Derrick Kelly II (born August 23, 1995) is an American football offensive guard for the San Antonio Brahmas of the XFL. He played college football at Florida State.

College career
Kelly was a member of the Florida State Seminoles for five seasons, redshirting as a true freshman. He played in 34 games with 28 starts over the course of his collegiate career.

Professional career

New Orleans Saints
Kelly was signed by the New Orleans Saints as an undrafted free agent following the 2019 NFL Draft on April 27, 2019. He was waived on August 30, 2019, during final roster cuts and was re-signed to the team's practice squad the following day. Kelly signed a reserve/futures contract on January 6, 2020, and made the Saints' active roster coming out of training camp the next season. Kelly made his NFL debut on September 13, 2020, in the season opener against the Tampa Bay Buccaneers. He was placed on the reserve/COVID-19 list by the team on November 29, 2020, and activated on December 9.

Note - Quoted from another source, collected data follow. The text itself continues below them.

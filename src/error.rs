use crate::Landmark;

use std::io::Write;
use termcolor::{Color, ColorChoice, ColorSpec, StandardStream, WriteColor};

pub use ErrorCode::*;

///
/// Classes of FCL errors.
///
#[derive(Debug, Clone, Copy, PartialEq, Eq)]
pub enum ErrorCode {
    LexUnknownDirective,

    ParExpectedToken,
    ParExpectedPortNumber,
    ParExpectedPortName,
    ParExpectedElementName,
    ParExpectedSeparator,
    ParExpectedClassName,
    ParExpectedFormalSeparator,
    ParMissingElementType,
    ParStrayInputPort,
    ParStrayOutputPort,
    ParSyntaxError,
    ParBadRequirement,

    NetUndeclaredElement,
    NetRedeclaredElement,
    NetRedeclaredTunnel,
    NetElementClassClash,
    NetUnknownElementClass,
    NetExtendsUnknownClass,

    ExpNoMatchingOverload,
    ExpDuplicateSignature,
    ExpPseudoelementMisuse,
    ExpUnusedCompoundPort,
    ExpNonexistentCompoundPort,
    ExpTunnelUnused,
    ExpTunnelDirection,

    /// A follow-up note, attached to a preceding error.
    Note,
}

///
/// A generic FCL error.
///
#[derive(Debug, Clone, PartialEq, Eq)]
pub struct Error {
    /// An unique identifer for the error class.
    pub code: ErrorCode,
    /// An instance-specific error message.
    pub msg: String,
    /// The source location of the error.
    pub landmark: Landmark,
    /// A indicator whether this error syntacticly was caused by another.
    pub transient: bool,
}

impl Error {
    ///
    /// Creates a new instance.
    ///
    pub fn new(code: ErrorCode, msg: String, landmark: Landmark, transient: bool) -> Self {
        Self {
            code,
            msg,
            landmark,
            transient,
        }
    }

    ///
    /// Prints the error to the given stream (colored) using termcolor.
    ///
    pub fn print(&self, stream: &mut StandardStream) -> std::io::Result<()> {
        if self.code == ErrorCode::Note {
            stream.set_color(ColorSpec::new().set_fg(Some(Color::Blue)).set_bold(true))?;
            write!(stream, "  note: ")?;
        } else {
            stream.set_color(ColorSpec::new().set_fg(Some(Color::Red)).set_bold(true))?;
            if self.transient {
                write!(stream, "*error[{:?}]: ", self.code)?;
            } else {
                write!(stream, " error[{:?}]: ", self.code)?;
            }
        }

        stream.reset()?;
        stream.set_color(ColorSpec::new().set_bold(true))?;
        writeln!(stream, "{}", self.msg)?;

        stream.set_color(ColorSpec::new().set_fg(Some(Color::Blue)).set_bold(true))?;
        write!(stream, "   --> ")?;
        stream.reset()?;
        writeln!(stream, "{}", self.landmark)
    }
}

///
/// A context for storing the errors and notes produced while
/// processing one input.
///
/// This is the only channel through which the embedding host learns
/// about problems: parsing never aborts, so the severity counter
/// decides whether the resulting graph should be used.
///
#[derive(Debug, Clone, PartialEq, Eq)]
pub struct ErrorContext {
    errors: Vec<Error>,
    n_errors: usize,

    transient: bool,
    context: Option<String>,
    indent: bool,
}

impl ErrorContext {
    ///
    /// Creates a new raw instace.
    ///
    pub fn new() -> Self {
        Self {
            errors: Vec::new(),
            n_errors: 0,
            transient: false,
            context: None,
            indent: false,
        }
    }

    /// The errors and notes recorded so far.
    pub fn errors(&self) -> &[Error] {
        &self.errors
    }

    /// The number of real errors (notes excluded).
    pub fn n_errors(&self) -> usize {
        self.n_errors
    }

    ///
    /// Indicates whether an error has occured.
    ///
    pub fn has_errors(&self) -> bool {
        self.n_errors > 0
    }

    ///
    /// Records an error, determining transients automaticly.
    ///
    pub fn error(&mut self, landmark: Landmark, code: ErrorCode, msg: impl Into<String>) {
        debug_assert!(code != ErrorCode::Note);
        self.errors.push(Error {
            code,
            msg: msg.into(),
            landmark,
            transient: self.transient,
        });
        self.transient = true;
        self.n_errors += 1;
    }

    ///
    /// Records a note that does not count towards the severity counter.
    /// If a context prefix is pending it is emitted first and all
    /// following notes are indented under it.
    ///
    pub fn message(&mut self, landmark: Landmark, msg: impl Into<String>) {
        if let Some(context) = self.context.take() {
            self.errors.push(Error {
                code: ErrorCode::Note,
                msg: context,
                landmark: landmark.clone(),
                transient: true,
            });
            self.indent = true;
        }
        let msg = if self.indent {
            format!("  {}", msg.into())
        } else {
            msg.into()
        };
        self.errors.push(Error {
            code: ErrorCode::Note,
            msg,
            landmark,
            transient: true,
        });
    }

    ///
    /// Installs a context prefix (e.g. "possibilities are:") that is
    /// emitted once before the next note.
    ///
    pub fn set_context(&mut self, context: impl Into<String>) {
        self.context = Some(context.into());
        self.indent = false;
    }

    /// Drops any pending context prefix and indentation.
    pub fn clear_context(&mut self) {
        self.context = None;
        self.indent = false;
    }

    ///
    /// Resets the transient flag.
    ///
    pub fn reset_transient(&mut self) {
        self.transient = false;
    }

    /// Removes all recorded errors, keeping the context reusable.
    pub fn clear(&mut self) {
        self.errors.clear();
        self.n_errors = 0;
        self.transient = false;
        self.context = None;
        self.indent = false;
    }

    ///
    /// Prints all recorded errors to stderr.
    ///
    pub fn print_all(&self) -> std::io::Result<()> {
        let mut stream = StandardStream::stderr(ColorChoice::Always);
        for e in &self.errors {
            e.print(&mut stream)?;
        }
        Ok(())
    }
}

impl Default for ErrorContext {
    fn default() -> Self {
        Self::new()
    }
}
//! The downstream router interface.
//!
//! The expansion pass only ever talks to a [Router] sink. The crate
//! ships [GraphRouter], a plain collector that records the resolved
//! graph and can serialize it back into canonical configuration text;
//! hosts with a real runtime implement [Router] themselves.

use crate::classes::ElementClass;
use crate::Landmark;

use std::fmt::Display;

///
/// The sink receiving the fully resolved graph.
///
/// `add_element` is called once per element in index order, then
/// `add_connection` once per resolved connection, then
/// `add_requirement` once per requirement, with no duplicates.
///
pub trait Router {
    ///
    /// Registers an element and returns the router-side id used in
    /// later `add_connection` calls.
    ///
    fn add_element(
        &mut self,
        class: &ElementClass,
        name: &str,
        configuration: &str,
        landmark: &Landmark,
    ) -> usize;

    fn add_connection(&mut self, from: usize, from_port: usize, to: usize, to_port: usize);

    fn add_requirement(&mut self, requirement: &str);
}

///
/// One element as seen by the router.
///
#[derive(Debug, Clone, PartialEq, Eq)]
pub struct RouterElement {
    pub name: String,
    pub class: String,
    pub configuration: String,
    pub landmark: Landmark,
}

///
/// One resolved port-to-port connection.
///
#[derive(Debug, Clone, Copy, PartialEq, Eq, Hash)]
pub struct RouterConnection {
    pub from: usize,
    pub from_port: usize,
    pub to: usize,
    pub to_port: usize,
}

///
/// The default sink: records the resolved graph verbatim.
///
#[derive(Debug, Clone, Default, PartialEq, Eq)]
pub struct GraphRouter {
    pub elements: Vec<RouterElement>,
    pub connections: Vec<RouterConnection>,
    pub requirements: Vec<String>,
}

impl GraphRouter {
    pub fn new() -> Self {
        Self::default()
    }

    /// Looks up an element id by name.
    pub fn element(&self, name: &str) -> Option<usize> {
        self.elements.iter().position(|e| e.name == name)
    }

    /// Indicates whether the given named elements are connected.
    pub fn connected(&self, from: &str, to: &str) -> bool {
        match (self.element(from), self.element(to)) {
            (Some(from), Some(to)) => self
                .connections
                .iter()
                .any(|c| c.from == from && c.to == to),
            _ => false,
        }
    }
}

impl Router for GraphRouter {
    fn add_element(
        &mut self,
        class: &ElementClass,
        name: &str,
        configuration: &str,
        landmark: &Landmark,
    ) -> usize {
        let class = match class {
            ElementClass::Builtin(builtin) => builtin.name.clone(),
            ElementClass::Compound(compound) => compound.name().to_string(),
            ElementClass::Synonym(_) => "<synonym>".to_string(),
        };
        self.elements.push(RouterElement {
            name: name.to_string(),
            class,
            configuration: configuration.to_string(),
            landmark: landmark.clone(),
        });
        self.elements.len() - 1
    }

    fn add_connection(&mut self, from: usize, from_port: usize, to: usize, to_port: usize) {
        self.connections.push(RouterConnection {
            from,
            from_port,
            to,
            to_port,
        });
    }

    fn add_requirement(&mut self, requirement: &str) {
        self.requirements.push(requirement.to_string());
    }
}

///
/// Serializes the graph as canonical configuration text: requirements,
/// element declarations, then one connection per line. Re-parsing the
/// output (with the same classes registered) reproduces the graph.
///
impl Display for GraphRouter {
    fn fmt(&self, f: &mut std::fmt::Formatter<'_>) -> std::fmt::Result {
        for requirement in &self.requirements {
            writeln!(f, "require({});", requirement)?;
        }
        for element in &self.elements {
            if element.configuration.is_empty() {
                writeln!(f, "{} :: {};", element.name, element.class)?;
            } else {
                writeln!(f, "{} :: {}({});", element.name, element.class, element.configuration)?;
            }
        }
        for c in &self.connections {
            writeln!(
                f,
                "{} [{}] -> [{}] {};",
                self.elements[c.from].name, c.from_port, c.to_port, self.elements[c.to].name
            )?;
        }
        Ok(())
    }
}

On August 31, 2021, Kelly was waived by the Saints and re-signed to the practice squad. He was released on October 12.

New York Giants
On October 19, 2021, Kelly was signed to the New York Giants practice squad. His contract expired when the teams season ended on January 9, 2022.

New York Jets
On May 9, 2022, Kelly signed with the New York Jets. He was released on August 16, 2022.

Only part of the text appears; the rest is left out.